Subject to any rights granted to the holders of shares of any class or series of Preferred Stock then outstanding to elect additional directors under specified circumstances and the terms and conditions of the Shareholder Agreement, dated as of May 4, 2018, between the Corporation and AXA S.A. (“AXA”) (as the same may be amended, supplemented, restated or otherwise modified from time to time, the “Shareholder Agreement”), the number of directors of the Corporation shall be fixed, and may be altered from time to time, exclusively by resolution of the Board of Directors, but in no event may the number of directors of the Corporation be less than one.
Subject to any rights granted to the holders of shares of any class or series of Preferred Stock then outstanding to remove directors elected by such class or series of Preferred Stock and the terms and conditions of the Shareholder Agreement, a director may be removed at any time, either with or without cause, upon the affirmative vote of the holders of at least a majority of the outstanding shares of Common Stock then entitled to vote in an election of directors.
Subject to any rights granted to the holders of shares of any class or series of Preferred Stock then outstanding to elect additional directors or fill vacancies in respect of such directors under specified circumstances and the terms and conditions of the Shareholder Agreement, and except as otherwise provided by law, any vacancy in the Board of Directors that results from (x)

4




the death, disability, resignation or disqualification of any director shall be filled by an affirmative vote of at least a majority of the directors then in office, even if less than a quorum, or by a sole remaining director and (y) an increase in the number of directors or the removal of any director shall be filled (a) until the first date (the “Trigger Date”) on which AXA ceases to beneficially own (directly or indirectly) more than fifty percent (50%) of the outstanding shares of Common Stock, solely by an affirmative vote of the holders of at least a majority of the outstanding shares of Common Stock entitled to vote in an election of directors and (b) from and after the Trigger Date, by an affirmative vote of at least a majority of the directors then in office, even if less than a quorum, or by a sole remaining director.
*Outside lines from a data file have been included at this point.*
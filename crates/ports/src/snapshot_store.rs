//! Snapshot persistence boundary contract.

use scantel_shared::Result;
use std::path::{Path, PathBuf};

/// Durable storage for rendered snapshot files.
pub trait SnapshotStorePort: Send + Sync {
    /// Create `directory` and its parents if missing.
    fn ensure_directory(&self, directory: &Path) -> Result<()>;

    /// Replace `<directory>/<file_name>` with `contents` atomically.
    ///
    /// Readers observe either the previous file or the complete new one. On
    /// error the previous file is untouched. Returns the final path.
    fn publish(&self, directory: &Path, file_name: &str, contents: &[u8]) -> Result<PathBuf>;
}
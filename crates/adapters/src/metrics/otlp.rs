//! OTLP/HTTP push provider built on the OpenTelemetry SDK.

use super::validate_instrument_name;
use opentelemetry::KeyValue;
use opentelemetry::metrics::{Counter, Histogram, Meter, MeterProvider as _};
use opentelemetry_otlp::{MetricExporter, WithExportConfig};
use opentelemetry_sdk::Resource;
use opentelemetry_sdk::metrics::{PeriodicReader, SdkMeterProvider};
use scantel_config::ValidatedMetricsConfig;
use scantel_ports::{
    Attribute, CounterInstrument, HistogramInstrument, InstrumentSpec, MeterProviderPort,
};
use scantel_shared::{ErrorClass, ErrorCode, ErrorEnvelope, Result, redact_endpoint};
use std::sync::Arc;

const METER_NAME: &str = "scantel";

/// Provider exporting through a periodic OTLP/HTTP reader.
pub struct OtelMeterProvider {
    provider: SdkMeterProvider,
    meter: Meter,
    endpoint: String,
}

impl OtelMeterProvider {
    /// Build the exporter, reader, and SDK provider from validated config.
    ///
    /// Nothing is sent until the first collection interval elapses.
    pub fn connect(config: &ValidatedMetricsConfig) -> Result<Self> {
        let endpoint = config.otlp_metrics_url();
        let exporter = MetricExporter::builder()
            .with_http()
            .with_endpoint(endpoint.clone())
            .build()
            .map_err(|error| {
                ErrorEnvelope::unexpected(
                    setup_code(),
                    format!("build OTLP metric exporter: {error}"),
                    ErrorClass::NonRetriable,
                )
                .with_metadata("endpoint", redact_endpoint(&endpoint))
            })?;

        let reader = PeriodicReader::builder(exporter)
            .with_interval(config.collection_interval)
            .build();

        let mut resource = Resource::builder().with_service_name(config.service_name.clone());
        if !config.service_version.is_empty() {
            resource = resource.with_attributes([KeyValue::new(
                "service.version",
                config.service_version.clone(),
            )]);
        }

        let provider = SdkMeterProvider::builder()
            .with_reader(reader)
            .with_resource(resource.build())
            .build();
        let meter = provider.meter(METER_NAME);

        Ok(Self {
            provider,
            meter,
            endpoint,
        })
    }

    /// Full OTLP metrics URL this provider pushes to.
    #[must_use]
    pub fn endpoint(&self) -> &str {
        &self.endpoint
    }
}

fn setup_code() -> ErrorCode {
    ErrorCode::new("telemetry", "exporter_setup")
}

fn key_values(attributes: &[Attribute]) -> Vec<KeyValue> {
    attributes
        .iter()
        .map(|attribute| KeyValue::new(attribute.key.clone(), attribute.value.clone()))
        .collect()
}

struct OtelCounter(Counter<u64>);

impl CounterInstrument for OtelCounter {
    fn add(&self, value: u64, attributes: &[Attribute]) {
        self.0.add(value, &key_values(attributes));
    }
}

struct OtelHistogram(Histogram<f64>);

impl HistogramInstrument for OtelHistogram {
    fn record(&self, value: f64, attributes: &[Attribute]) {
        self.0.record(value, &key_values(attributes));
    }
}

impl MeterProviderPort for OtelMeterProvider {
    fn provider_id(&self) -> &str {
        "otlp"
    }

    fn counter(&self, spec: &InstrumentSpec) -> Result<Arc<dyn CounterInstrument>> {
        validate_instrument_name(spec)?;
        let counter = self
            .meter
            .u64_counter(spec.name.as_str().to_string())
            .with_unit(spec.unit.to_string())
            .with_description(spec.description.to_string())
            .build();
        Ok(Arc::new(OtelCounter(counter)))
    }

    fn histogram(&self, spec: &InstrumentSpec) -> Result<Arc<dyn HistogramInstrument>> {
        validate_instrument_name(spec)?;
        let histogram = self
            .meter
            .f64_histogram(spec.name.as_str().to_string())
            .with_unit(spec.unit.to_string())
            .with_description(spec.description.to_string())
            .build();
        Ok(Arc::new(OtelHistogram(histogram)))
    }

    fn shutdown(&self) -> Result<()> {
        self.provider.shutdown().map_err(|error| {
            ErrorEnvelope::unexpected(
                ErrorCode::new("telemetry", "provider_shutdown"),
                format!("shut down OTLP meter provider: {error}"),
                ErrorClass::Retriable,
            )
            .with_metadata("endpoint", redact_endpoint(&self.endpoint))
        })
    }
}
A director elected to fill a vacancy or a newly created directorship shall hold office until his or her successor has been elected and qualified or until his or her earlier death, resignation or removal.
Notwithstanding anything contained in this Amended and Restated Certificate of Incorporation or the By-laws of the Corporation, any action taken by the Compensation Committee, the Nominating and Governance Committee or the Executive Committee of the Board of Directors shall be taken in accordance with, and remain subject to in all respects, the terms and conditions of the Shareholder Agreement.
No director of the Corporation shall be liable to the Corporation or its stockholders for monetary damages for breach of his or her fiduciary duty as a director, except that such directors may be liable (a) for breach of the director’s duty of loyalty to the Corporation or its stockholders, (b) for acts or omissions not in good faith or that involve intentional misconduct or a knowing violation of the law, (c) under Section 174 of the DGCL or (d) for any transaction from which the director derived an improper personal benefit.
To the fullest extent permitted by the DGCL, the Corporation shall indemnify and advance expenses (including attorneys’ fees), judgments, fines and amounts paid in settlement, actually and reasonably incurred, to each person who is or was a party or is threatened to be made a party to any threatened, pending or completed action, suit or proceeding by reason of the fact that the person is or was a director of the Corporation; provided that, except as otherwise provided in the By-laws of the Corporation, the Corporation shall not be obligated to indemnify or advance expenses to a director of the Corporation in respect of an action, suit or proceeding (or part thereof) instituted by such director, unless such action, suit or proceeding (or part thereof) has been authorized by the Board of Directors. The rights provided by this Section 7 of Article FIFTH shall not limit or exclude any rights, indemnities or limitations of liability to which any director of the Corporation may be entitled, whether as a matter of law, under the By-laws of the Corporation, by agreement, vote of the stockholders or disinterested directors of the Corporation or otherwise.
Unless and except to the extent the By-laws shall so require, the election of directors of the Corporation need not be by written ballot.
. Stockholder Action by Written Consent. Any action required or permitted to be taken at any annual or special meeting of stockholders of the Corporation must be effected at a duly called annual or special meeting of the stockholders and may not be taken by written consent of the stockholders; provided, however, that this Article SIXTH shall not become effective until the

5




Trigger Date. Notwithstanding the foregoing, holders of one or more classes or series of Preferred Stock may, to the extent permitted by and pursuant to the terms of such class or series of Preferred Stock adopted by resolution or resolutions of the Board of Directors, act by written consent.
. Special Meetings. Except as otherwise required by law and subject to any rights granted to holders of shares of any class or series of Preferred Stock then outstanding, special meetings of the stockholders of the Corporation for any purpose or purposes may be called only by the Chairman of the Board of Directors or Chief Executive Officer or pursuant to a resolution of the Board of Directors adopted by at least a majority of the directors then in office; provided that, until the Trigger Date, a special meeting of the stockholders may also be called by the Secretary of the Corporation at the request of the holders of record of at least a majority of the outstanding shares of Common Stock. From and after the Trigger Date, the stockholders of the Corporation shall not have the power to call a special meeting of the stockholders of the Corporation or to request the Secretary of the Corporation to call a special meeting of the stockholders.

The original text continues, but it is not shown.